WHAT TO DO -
Locate the word "BTreeSet" in the material, then show every line that holds it.

LISTED ENTRIES -
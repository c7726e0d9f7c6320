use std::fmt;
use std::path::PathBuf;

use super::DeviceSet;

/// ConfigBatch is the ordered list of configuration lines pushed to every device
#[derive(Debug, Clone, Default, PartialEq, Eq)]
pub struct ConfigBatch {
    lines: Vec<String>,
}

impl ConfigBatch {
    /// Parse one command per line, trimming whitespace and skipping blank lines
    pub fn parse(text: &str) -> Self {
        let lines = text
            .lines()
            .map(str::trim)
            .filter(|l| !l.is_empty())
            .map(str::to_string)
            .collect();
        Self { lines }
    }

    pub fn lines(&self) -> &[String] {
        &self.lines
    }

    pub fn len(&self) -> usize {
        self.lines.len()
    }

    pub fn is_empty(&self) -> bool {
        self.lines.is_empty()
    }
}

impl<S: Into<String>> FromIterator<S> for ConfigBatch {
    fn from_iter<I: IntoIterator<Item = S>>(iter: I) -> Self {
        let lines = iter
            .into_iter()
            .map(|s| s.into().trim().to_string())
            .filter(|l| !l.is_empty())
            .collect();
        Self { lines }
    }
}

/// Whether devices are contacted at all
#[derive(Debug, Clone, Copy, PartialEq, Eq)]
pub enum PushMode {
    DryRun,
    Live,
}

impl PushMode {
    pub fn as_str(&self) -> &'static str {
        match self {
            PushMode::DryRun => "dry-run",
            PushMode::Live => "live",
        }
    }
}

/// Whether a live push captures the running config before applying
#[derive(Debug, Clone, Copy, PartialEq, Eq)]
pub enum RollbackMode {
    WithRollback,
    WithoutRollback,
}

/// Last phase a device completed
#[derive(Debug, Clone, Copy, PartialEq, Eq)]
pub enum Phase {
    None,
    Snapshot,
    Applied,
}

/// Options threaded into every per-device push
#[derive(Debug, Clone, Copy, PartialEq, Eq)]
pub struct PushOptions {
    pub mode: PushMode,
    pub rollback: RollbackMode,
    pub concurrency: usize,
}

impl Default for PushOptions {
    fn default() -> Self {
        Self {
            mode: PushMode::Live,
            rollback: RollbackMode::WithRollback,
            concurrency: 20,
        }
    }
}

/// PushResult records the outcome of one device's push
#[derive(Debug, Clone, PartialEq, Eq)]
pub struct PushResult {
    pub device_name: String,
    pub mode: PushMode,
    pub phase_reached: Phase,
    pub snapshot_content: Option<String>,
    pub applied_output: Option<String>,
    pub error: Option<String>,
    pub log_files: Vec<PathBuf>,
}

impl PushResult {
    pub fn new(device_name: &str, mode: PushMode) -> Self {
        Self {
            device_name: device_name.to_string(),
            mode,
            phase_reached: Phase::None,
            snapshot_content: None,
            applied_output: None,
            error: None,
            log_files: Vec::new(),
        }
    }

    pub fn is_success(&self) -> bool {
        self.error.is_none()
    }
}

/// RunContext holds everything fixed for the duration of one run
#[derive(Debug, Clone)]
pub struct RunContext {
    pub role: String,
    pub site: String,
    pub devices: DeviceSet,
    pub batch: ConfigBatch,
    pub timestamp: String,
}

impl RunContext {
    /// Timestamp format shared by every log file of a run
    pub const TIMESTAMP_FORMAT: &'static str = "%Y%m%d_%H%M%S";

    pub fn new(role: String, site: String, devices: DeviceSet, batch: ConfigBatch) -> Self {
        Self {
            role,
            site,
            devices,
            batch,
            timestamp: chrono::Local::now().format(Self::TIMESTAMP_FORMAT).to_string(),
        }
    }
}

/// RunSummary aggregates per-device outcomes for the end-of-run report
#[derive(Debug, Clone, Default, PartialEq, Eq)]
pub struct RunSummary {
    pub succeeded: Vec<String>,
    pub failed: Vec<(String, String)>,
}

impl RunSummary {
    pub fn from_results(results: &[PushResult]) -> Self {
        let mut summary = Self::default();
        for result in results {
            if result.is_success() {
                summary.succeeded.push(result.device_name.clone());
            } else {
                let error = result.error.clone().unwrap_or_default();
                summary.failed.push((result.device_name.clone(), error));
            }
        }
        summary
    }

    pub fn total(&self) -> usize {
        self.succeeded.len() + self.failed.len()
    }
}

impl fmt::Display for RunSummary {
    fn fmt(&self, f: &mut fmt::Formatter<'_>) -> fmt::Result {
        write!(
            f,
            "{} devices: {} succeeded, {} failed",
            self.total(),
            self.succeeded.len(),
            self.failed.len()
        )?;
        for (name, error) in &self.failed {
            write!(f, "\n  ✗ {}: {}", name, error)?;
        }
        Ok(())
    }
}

--

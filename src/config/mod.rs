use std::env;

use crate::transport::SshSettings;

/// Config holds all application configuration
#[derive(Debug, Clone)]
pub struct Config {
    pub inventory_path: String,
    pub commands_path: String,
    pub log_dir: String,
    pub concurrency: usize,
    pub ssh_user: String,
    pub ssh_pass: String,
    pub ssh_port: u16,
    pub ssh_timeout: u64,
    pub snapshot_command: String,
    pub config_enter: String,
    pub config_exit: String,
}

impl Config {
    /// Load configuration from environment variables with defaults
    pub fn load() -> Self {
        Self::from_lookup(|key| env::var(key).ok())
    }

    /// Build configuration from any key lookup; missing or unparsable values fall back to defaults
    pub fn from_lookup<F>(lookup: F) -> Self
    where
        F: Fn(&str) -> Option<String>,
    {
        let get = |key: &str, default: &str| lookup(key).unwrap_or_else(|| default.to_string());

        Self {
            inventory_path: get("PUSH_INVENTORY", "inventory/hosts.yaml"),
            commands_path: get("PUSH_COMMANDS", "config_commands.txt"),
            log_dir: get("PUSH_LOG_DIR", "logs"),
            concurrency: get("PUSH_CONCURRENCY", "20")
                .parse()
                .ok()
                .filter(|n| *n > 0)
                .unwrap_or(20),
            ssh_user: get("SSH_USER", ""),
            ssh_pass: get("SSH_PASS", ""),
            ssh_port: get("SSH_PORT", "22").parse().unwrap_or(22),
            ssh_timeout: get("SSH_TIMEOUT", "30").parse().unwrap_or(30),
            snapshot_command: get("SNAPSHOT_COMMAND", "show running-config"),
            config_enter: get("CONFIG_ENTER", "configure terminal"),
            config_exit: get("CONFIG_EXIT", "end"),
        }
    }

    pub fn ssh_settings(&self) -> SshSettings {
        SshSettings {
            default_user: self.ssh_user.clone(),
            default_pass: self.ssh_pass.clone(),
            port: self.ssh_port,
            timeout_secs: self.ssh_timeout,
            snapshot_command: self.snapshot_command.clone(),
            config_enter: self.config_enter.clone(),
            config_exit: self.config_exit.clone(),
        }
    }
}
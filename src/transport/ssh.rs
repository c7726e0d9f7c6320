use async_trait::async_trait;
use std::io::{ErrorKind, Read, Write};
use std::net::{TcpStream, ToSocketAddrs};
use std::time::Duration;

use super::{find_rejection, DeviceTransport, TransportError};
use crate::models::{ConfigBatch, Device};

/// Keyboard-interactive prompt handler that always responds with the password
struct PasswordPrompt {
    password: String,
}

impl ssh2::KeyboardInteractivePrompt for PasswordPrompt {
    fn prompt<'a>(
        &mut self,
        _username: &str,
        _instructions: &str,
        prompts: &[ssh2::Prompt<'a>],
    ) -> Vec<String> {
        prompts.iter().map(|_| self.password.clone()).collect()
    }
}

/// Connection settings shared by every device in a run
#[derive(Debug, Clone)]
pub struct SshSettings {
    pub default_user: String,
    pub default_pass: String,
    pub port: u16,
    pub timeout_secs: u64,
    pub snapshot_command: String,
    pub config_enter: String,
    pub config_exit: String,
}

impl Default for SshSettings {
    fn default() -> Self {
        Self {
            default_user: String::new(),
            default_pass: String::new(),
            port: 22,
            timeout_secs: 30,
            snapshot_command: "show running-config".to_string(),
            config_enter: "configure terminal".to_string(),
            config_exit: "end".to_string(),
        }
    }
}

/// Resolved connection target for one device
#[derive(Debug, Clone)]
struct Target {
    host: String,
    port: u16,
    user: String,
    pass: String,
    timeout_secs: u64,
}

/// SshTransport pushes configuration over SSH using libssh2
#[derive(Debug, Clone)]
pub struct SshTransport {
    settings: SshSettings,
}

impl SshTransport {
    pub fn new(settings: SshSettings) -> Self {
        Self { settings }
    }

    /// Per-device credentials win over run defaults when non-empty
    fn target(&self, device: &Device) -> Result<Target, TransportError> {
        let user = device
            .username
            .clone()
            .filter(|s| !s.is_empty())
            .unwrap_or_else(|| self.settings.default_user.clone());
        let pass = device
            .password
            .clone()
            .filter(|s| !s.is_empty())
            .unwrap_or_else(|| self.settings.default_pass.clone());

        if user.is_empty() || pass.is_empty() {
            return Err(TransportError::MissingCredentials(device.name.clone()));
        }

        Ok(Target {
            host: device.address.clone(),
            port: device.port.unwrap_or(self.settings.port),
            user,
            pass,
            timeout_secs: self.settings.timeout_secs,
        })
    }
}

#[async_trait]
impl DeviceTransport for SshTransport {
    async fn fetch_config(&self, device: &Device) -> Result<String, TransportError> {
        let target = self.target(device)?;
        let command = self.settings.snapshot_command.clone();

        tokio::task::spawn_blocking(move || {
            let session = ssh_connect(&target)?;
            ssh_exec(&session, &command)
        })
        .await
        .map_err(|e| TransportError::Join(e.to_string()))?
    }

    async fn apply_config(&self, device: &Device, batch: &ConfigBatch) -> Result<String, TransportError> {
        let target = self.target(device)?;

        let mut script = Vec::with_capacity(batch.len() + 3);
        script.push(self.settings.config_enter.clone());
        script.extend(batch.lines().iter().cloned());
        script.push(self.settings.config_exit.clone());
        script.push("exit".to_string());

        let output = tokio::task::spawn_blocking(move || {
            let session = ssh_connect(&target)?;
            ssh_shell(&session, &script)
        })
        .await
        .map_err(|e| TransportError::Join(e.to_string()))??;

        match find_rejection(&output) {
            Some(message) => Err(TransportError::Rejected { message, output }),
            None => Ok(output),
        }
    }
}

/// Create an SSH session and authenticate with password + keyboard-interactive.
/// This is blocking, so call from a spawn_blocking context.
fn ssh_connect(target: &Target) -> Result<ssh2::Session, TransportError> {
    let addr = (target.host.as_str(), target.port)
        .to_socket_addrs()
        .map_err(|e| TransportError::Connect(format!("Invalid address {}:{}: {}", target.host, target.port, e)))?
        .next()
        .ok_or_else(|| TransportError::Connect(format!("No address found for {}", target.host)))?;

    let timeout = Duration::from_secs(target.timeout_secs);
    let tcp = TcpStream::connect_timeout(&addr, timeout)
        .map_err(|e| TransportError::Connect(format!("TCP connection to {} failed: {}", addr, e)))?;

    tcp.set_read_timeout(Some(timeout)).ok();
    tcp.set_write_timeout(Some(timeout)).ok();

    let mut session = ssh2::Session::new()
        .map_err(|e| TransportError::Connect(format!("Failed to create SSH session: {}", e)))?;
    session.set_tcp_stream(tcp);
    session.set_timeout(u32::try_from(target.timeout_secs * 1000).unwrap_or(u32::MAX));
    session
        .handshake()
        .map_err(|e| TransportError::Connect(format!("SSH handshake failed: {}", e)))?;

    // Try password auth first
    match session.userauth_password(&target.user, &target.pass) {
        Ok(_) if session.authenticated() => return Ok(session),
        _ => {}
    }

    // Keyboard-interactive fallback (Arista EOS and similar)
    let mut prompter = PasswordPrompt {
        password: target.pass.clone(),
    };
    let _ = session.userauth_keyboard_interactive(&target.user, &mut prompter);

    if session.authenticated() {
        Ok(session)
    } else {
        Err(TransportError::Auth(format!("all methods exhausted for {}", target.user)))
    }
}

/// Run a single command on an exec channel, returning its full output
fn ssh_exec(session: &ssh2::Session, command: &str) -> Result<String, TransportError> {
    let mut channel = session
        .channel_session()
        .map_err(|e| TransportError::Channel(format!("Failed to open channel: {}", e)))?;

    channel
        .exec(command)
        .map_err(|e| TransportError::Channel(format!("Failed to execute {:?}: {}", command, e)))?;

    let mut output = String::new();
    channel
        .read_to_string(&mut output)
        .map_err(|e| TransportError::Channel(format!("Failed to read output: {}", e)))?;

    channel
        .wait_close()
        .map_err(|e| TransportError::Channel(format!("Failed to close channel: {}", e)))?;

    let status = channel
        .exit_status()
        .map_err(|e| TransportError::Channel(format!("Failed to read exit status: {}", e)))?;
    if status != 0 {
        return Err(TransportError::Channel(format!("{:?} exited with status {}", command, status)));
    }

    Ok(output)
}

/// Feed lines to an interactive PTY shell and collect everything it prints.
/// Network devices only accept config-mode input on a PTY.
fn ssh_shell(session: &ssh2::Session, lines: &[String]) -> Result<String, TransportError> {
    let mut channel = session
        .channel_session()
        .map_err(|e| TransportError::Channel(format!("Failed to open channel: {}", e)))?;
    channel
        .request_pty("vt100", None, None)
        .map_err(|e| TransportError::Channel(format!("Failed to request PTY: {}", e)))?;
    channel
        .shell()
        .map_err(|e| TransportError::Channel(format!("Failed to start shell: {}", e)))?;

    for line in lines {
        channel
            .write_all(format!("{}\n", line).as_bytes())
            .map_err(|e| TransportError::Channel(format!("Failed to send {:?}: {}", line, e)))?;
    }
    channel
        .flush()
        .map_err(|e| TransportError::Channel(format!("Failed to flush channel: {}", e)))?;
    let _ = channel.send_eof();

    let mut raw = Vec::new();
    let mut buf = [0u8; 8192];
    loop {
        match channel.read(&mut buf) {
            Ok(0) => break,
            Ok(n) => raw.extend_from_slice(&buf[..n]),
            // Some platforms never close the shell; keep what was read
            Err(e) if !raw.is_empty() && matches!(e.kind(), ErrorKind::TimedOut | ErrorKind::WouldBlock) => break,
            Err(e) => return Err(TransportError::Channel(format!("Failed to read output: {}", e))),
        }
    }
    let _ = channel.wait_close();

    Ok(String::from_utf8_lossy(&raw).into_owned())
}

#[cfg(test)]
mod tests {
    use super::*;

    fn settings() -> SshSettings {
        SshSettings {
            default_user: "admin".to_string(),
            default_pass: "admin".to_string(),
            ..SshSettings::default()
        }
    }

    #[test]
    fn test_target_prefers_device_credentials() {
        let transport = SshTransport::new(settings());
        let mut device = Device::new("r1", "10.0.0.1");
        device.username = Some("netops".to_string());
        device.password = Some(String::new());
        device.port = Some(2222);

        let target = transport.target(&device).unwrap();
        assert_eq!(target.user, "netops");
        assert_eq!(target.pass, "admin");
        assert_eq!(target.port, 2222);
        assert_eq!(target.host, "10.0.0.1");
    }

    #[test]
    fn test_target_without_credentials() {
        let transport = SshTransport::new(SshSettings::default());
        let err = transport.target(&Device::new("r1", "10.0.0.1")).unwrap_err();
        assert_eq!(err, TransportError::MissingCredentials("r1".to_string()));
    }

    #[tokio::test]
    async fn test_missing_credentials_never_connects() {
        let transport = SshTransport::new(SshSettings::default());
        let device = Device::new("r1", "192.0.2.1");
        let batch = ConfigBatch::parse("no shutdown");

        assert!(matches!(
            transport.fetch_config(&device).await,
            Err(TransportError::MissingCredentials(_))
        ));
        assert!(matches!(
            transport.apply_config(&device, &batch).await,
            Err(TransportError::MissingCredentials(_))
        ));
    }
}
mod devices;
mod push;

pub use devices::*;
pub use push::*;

...

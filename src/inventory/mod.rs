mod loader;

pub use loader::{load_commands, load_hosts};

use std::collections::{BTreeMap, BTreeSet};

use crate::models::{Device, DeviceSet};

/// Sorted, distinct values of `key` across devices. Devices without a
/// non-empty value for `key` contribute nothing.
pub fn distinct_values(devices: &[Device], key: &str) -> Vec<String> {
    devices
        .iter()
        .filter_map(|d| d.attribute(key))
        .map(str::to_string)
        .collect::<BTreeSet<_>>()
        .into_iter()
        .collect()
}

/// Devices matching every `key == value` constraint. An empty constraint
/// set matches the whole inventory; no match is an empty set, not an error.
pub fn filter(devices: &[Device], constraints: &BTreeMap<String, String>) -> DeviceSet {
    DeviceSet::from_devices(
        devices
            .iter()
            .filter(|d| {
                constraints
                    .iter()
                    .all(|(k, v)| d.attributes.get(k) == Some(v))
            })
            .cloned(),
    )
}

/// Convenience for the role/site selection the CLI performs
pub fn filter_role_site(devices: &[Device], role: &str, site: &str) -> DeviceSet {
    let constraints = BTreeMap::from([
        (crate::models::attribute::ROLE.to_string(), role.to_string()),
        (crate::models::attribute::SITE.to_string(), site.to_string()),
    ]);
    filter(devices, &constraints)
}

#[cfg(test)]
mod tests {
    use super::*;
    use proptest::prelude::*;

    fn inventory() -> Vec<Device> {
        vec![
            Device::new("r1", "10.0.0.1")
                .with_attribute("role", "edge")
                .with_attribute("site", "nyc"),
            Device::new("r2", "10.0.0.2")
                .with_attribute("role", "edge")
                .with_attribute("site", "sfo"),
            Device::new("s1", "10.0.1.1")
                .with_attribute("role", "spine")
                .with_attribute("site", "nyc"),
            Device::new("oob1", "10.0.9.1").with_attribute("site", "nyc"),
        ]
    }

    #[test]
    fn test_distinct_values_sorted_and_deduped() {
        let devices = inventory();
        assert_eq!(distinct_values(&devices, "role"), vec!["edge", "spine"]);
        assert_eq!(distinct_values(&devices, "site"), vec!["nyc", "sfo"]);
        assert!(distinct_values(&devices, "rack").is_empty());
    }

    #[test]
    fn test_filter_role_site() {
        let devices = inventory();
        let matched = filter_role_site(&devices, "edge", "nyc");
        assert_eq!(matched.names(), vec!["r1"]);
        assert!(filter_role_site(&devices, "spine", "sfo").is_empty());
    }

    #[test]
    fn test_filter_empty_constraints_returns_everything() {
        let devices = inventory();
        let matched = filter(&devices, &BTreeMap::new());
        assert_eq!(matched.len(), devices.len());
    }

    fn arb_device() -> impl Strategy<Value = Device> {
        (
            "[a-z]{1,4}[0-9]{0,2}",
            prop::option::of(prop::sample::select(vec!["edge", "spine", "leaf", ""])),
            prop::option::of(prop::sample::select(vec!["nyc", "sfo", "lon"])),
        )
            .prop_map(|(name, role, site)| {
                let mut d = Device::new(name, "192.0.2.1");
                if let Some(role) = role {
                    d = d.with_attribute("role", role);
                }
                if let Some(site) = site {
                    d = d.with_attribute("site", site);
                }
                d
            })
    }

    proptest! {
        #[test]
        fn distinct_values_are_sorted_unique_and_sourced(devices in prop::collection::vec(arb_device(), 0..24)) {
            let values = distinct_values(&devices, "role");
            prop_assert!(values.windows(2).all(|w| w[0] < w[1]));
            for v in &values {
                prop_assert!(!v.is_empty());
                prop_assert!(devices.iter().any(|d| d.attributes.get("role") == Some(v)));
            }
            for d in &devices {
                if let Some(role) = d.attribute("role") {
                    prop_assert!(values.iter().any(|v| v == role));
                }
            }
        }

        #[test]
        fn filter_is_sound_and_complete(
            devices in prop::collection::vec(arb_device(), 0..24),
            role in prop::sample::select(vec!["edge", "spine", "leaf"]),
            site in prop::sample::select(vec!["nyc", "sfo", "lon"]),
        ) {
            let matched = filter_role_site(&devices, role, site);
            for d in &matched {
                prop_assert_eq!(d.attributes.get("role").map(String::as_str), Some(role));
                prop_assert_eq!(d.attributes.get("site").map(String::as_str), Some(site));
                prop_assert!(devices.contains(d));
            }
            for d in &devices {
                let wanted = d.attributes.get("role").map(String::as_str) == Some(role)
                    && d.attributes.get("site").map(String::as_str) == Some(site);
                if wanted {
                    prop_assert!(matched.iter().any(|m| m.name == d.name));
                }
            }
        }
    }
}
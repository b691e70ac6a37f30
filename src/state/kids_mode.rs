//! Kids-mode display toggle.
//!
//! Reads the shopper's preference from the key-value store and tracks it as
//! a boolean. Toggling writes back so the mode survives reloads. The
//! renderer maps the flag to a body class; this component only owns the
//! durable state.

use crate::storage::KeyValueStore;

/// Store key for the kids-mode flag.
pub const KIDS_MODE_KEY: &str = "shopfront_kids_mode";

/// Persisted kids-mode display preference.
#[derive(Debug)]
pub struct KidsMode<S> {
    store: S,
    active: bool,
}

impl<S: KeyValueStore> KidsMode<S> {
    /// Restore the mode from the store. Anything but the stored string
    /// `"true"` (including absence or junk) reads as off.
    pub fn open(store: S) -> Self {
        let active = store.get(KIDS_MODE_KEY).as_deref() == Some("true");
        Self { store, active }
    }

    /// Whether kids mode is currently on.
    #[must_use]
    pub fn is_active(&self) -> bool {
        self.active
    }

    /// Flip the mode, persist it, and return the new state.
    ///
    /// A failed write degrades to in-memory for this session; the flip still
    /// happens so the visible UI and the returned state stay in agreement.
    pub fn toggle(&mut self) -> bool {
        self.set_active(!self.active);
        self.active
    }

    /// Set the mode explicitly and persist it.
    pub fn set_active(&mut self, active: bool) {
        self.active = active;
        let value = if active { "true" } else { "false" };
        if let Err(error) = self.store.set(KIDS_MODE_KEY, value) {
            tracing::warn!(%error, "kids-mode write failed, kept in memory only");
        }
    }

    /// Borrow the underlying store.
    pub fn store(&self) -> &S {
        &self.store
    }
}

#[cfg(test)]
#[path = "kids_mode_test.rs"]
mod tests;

ANSWER BOX -
use std::collections::{BTreeMap, BTreeSet};
        .collect::<BTreeSet<_>>()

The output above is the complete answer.